MATERIAL FOR THIS EXERCISE »
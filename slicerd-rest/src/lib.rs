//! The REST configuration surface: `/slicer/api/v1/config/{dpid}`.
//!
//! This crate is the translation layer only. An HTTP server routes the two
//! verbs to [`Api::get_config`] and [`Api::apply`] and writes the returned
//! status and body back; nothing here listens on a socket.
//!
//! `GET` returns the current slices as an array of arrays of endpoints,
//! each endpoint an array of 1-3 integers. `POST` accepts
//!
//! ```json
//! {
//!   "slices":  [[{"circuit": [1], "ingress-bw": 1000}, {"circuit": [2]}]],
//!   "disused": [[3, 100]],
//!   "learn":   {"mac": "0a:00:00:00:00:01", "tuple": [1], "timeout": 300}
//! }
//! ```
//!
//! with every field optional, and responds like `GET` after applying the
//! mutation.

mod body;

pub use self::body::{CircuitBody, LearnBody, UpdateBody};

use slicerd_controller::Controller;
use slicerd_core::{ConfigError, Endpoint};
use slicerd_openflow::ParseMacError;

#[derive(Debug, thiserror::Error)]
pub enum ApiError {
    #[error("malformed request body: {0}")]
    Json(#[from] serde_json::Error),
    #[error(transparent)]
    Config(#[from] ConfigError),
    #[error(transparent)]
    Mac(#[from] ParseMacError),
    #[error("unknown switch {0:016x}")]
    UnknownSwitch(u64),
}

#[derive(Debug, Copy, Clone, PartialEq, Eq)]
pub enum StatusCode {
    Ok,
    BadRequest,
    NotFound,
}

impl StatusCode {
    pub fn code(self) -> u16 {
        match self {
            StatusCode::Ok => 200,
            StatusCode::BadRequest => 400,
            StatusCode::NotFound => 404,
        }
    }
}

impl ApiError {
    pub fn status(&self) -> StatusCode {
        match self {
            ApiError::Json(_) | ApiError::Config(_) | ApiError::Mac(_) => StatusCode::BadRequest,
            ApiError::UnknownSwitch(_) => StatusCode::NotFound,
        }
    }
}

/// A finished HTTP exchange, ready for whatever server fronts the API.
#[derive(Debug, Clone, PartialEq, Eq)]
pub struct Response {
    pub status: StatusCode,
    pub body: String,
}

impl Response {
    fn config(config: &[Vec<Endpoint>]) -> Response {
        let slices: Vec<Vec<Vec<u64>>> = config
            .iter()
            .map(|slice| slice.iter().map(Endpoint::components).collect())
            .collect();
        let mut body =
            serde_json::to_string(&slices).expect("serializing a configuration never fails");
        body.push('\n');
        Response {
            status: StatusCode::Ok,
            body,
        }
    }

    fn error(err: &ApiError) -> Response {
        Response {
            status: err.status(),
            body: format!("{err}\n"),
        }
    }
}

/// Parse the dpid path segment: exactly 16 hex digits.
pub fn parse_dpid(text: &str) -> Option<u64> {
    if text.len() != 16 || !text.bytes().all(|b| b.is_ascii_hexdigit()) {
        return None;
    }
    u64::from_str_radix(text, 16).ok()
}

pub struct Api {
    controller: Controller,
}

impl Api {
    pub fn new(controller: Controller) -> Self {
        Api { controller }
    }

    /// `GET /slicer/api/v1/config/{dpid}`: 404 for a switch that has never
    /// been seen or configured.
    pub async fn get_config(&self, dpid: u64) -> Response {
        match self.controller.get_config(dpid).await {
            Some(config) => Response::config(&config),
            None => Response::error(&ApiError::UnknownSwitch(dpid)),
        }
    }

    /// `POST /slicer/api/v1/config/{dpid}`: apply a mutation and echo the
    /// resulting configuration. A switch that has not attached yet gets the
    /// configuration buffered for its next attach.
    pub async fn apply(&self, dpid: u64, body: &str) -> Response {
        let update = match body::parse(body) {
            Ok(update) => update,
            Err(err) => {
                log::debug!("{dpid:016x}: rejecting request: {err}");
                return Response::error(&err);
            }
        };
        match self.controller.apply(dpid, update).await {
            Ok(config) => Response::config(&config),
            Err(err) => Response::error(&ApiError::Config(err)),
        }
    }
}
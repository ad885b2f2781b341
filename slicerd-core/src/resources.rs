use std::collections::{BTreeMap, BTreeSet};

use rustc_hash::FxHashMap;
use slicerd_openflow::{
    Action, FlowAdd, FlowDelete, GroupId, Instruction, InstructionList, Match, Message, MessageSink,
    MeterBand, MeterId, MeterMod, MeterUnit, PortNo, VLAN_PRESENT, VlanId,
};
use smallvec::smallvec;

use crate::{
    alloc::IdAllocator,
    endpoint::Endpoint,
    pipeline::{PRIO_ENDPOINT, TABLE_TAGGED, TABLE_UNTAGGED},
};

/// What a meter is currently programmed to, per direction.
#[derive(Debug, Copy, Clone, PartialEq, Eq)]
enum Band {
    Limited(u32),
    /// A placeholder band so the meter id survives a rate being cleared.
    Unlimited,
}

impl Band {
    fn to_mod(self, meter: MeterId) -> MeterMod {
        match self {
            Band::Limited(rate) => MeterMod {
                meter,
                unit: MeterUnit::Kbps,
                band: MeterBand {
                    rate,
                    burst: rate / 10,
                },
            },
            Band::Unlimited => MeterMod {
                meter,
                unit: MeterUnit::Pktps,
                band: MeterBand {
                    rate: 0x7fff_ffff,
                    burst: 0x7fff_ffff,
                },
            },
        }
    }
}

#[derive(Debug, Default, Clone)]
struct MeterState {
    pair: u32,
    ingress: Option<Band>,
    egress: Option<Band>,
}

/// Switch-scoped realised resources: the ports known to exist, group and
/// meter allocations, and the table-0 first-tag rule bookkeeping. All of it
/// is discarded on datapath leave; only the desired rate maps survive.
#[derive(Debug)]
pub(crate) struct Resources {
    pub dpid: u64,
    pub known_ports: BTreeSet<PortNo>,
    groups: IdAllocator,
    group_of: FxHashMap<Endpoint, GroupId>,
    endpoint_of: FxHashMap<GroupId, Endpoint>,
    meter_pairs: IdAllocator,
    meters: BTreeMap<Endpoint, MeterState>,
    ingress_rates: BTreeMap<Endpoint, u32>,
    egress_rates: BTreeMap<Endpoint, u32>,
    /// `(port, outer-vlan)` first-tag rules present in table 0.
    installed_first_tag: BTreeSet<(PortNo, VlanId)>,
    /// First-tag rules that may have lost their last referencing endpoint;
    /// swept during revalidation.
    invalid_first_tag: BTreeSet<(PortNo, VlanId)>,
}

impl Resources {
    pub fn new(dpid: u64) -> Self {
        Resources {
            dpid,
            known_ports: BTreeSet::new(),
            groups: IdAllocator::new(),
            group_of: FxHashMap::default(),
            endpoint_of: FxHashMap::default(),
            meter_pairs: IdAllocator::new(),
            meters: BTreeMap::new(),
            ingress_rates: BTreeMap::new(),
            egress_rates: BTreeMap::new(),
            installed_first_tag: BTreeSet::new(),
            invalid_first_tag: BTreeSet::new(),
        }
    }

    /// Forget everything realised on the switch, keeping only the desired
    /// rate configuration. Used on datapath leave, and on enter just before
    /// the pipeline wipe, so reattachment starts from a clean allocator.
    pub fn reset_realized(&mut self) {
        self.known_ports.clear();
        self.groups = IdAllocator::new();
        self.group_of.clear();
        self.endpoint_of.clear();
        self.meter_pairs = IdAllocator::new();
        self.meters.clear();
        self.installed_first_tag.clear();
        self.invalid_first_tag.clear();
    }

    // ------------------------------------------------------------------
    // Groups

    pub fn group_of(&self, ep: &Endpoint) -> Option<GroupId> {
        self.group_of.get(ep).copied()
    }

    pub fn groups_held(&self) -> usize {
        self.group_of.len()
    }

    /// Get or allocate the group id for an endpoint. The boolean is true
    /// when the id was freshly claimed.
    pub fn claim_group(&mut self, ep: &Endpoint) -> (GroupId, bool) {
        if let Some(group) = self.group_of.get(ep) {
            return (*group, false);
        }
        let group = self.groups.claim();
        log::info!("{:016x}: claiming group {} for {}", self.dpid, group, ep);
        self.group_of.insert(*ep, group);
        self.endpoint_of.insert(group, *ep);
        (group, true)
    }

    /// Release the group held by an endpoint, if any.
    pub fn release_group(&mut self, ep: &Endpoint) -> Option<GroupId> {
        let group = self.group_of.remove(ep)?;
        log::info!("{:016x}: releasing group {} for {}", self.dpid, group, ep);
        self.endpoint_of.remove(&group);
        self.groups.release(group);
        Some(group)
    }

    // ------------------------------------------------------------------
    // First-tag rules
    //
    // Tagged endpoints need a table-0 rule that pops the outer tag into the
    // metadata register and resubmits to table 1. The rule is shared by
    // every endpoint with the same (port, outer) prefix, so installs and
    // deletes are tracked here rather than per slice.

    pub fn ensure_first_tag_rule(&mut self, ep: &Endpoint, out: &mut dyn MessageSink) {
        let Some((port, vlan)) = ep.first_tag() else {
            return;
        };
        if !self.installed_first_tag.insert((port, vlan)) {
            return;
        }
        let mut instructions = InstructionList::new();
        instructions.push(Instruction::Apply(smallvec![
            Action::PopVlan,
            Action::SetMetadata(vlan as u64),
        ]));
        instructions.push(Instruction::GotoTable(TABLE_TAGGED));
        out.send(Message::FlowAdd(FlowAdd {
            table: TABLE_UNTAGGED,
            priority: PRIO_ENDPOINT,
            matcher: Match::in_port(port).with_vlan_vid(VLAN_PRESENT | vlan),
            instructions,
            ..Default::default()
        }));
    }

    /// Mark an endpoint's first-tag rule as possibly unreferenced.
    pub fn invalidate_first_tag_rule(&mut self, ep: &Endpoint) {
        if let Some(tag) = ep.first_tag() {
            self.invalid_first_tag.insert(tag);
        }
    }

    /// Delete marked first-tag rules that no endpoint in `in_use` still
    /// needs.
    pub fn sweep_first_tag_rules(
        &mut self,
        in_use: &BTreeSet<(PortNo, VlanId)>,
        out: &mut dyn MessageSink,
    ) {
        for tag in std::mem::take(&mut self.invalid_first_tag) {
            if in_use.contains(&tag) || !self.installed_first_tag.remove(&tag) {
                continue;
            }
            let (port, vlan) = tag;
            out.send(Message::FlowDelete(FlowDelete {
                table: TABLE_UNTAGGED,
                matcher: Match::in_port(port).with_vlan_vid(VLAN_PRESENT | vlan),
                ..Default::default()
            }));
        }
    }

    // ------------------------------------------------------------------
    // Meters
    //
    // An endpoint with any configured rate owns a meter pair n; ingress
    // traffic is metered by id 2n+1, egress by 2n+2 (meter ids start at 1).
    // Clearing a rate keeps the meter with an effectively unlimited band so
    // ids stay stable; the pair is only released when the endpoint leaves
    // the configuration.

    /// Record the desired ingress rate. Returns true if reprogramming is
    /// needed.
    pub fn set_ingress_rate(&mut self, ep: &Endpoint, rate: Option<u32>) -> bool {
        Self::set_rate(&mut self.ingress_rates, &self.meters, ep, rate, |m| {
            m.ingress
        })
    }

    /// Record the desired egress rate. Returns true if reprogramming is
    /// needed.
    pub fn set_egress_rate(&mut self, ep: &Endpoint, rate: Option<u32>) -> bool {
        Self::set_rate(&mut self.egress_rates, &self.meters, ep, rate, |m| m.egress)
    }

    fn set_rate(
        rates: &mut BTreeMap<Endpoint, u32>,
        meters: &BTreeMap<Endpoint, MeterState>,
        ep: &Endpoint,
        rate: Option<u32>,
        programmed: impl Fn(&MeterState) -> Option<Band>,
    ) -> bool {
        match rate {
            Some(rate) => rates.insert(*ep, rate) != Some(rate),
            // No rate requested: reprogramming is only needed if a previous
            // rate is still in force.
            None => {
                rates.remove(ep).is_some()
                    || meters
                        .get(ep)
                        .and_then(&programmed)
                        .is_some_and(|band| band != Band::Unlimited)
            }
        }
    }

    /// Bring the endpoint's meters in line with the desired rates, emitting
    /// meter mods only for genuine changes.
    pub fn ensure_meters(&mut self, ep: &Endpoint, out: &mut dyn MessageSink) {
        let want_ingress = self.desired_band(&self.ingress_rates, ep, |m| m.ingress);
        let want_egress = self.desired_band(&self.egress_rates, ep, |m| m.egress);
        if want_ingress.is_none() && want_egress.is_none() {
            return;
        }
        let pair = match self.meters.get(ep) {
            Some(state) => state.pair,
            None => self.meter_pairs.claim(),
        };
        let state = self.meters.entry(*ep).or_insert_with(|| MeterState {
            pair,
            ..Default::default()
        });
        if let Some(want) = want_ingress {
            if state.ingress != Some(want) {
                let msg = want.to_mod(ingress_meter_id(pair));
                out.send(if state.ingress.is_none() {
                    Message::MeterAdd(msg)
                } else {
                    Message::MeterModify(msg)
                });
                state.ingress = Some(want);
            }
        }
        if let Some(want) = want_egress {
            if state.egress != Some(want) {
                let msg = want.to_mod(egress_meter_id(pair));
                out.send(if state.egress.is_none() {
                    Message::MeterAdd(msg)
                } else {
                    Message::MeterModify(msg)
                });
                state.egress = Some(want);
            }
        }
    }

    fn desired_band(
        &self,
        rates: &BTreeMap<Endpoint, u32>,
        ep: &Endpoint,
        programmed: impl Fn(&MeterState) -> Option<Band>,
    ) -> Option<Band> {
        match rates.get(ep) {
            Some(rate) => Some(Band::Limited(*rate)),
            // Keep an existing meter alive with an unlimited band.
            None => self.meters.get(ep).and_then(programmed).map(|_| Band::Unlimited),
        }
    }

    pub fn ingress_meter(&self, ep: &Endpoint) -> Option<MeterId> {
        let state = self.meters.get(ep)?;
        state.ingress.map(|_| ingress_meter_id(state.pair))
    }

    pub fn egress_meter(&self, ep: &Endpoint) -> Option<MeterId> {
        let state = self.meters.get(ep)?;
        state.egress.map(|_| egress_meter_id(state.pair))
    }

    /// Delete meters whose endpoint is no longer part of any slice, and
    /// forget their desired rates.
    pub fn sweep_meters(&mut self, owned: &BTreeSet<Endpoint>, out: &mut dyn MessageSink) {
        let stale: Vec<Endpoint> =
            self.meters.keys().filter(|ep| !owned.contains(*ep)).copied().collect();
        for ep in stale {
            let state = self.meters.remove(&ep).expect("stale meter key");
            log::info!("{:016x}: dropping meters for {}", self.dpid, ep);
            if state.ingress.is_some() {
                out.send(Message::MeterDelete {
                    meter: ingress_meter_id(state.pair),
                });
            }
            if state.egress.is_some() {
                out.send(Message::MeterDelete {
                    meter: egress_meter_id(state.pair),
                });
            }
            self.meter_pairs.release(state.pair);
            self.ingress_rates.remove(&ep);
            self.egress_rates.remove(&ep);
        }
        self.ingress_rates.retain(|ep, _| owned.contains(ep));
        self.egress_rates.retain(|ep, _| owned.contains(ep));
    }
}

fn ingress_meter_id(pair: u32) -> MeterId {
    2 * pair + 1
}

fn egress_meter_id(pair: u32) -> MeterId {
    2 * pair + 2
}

WHAT IS REQUIRED »
Scan the material above for the word "GroupId", and copy every line in which it is found.

SOLUTION BELOW »
    Action, FlowAdd, FlowDelete, GroupId, Instruction, InstructionList, Match, Message, MessageSink,
    group_of: FxHashMap<Endpoint, GroupId>,
    endpoint_of: FxHashMap<GroupId, Endpoint>,
    pub fn group_of(&self, ep: &Endpoint) -> Option<GroupId> {
    pub fn claim_group(&mut self, ep: &Endpoint) -> (GroupId, bool) {
    pub fn release_group(&mut self, ep: &Endpoint) -> Option<GroupId> {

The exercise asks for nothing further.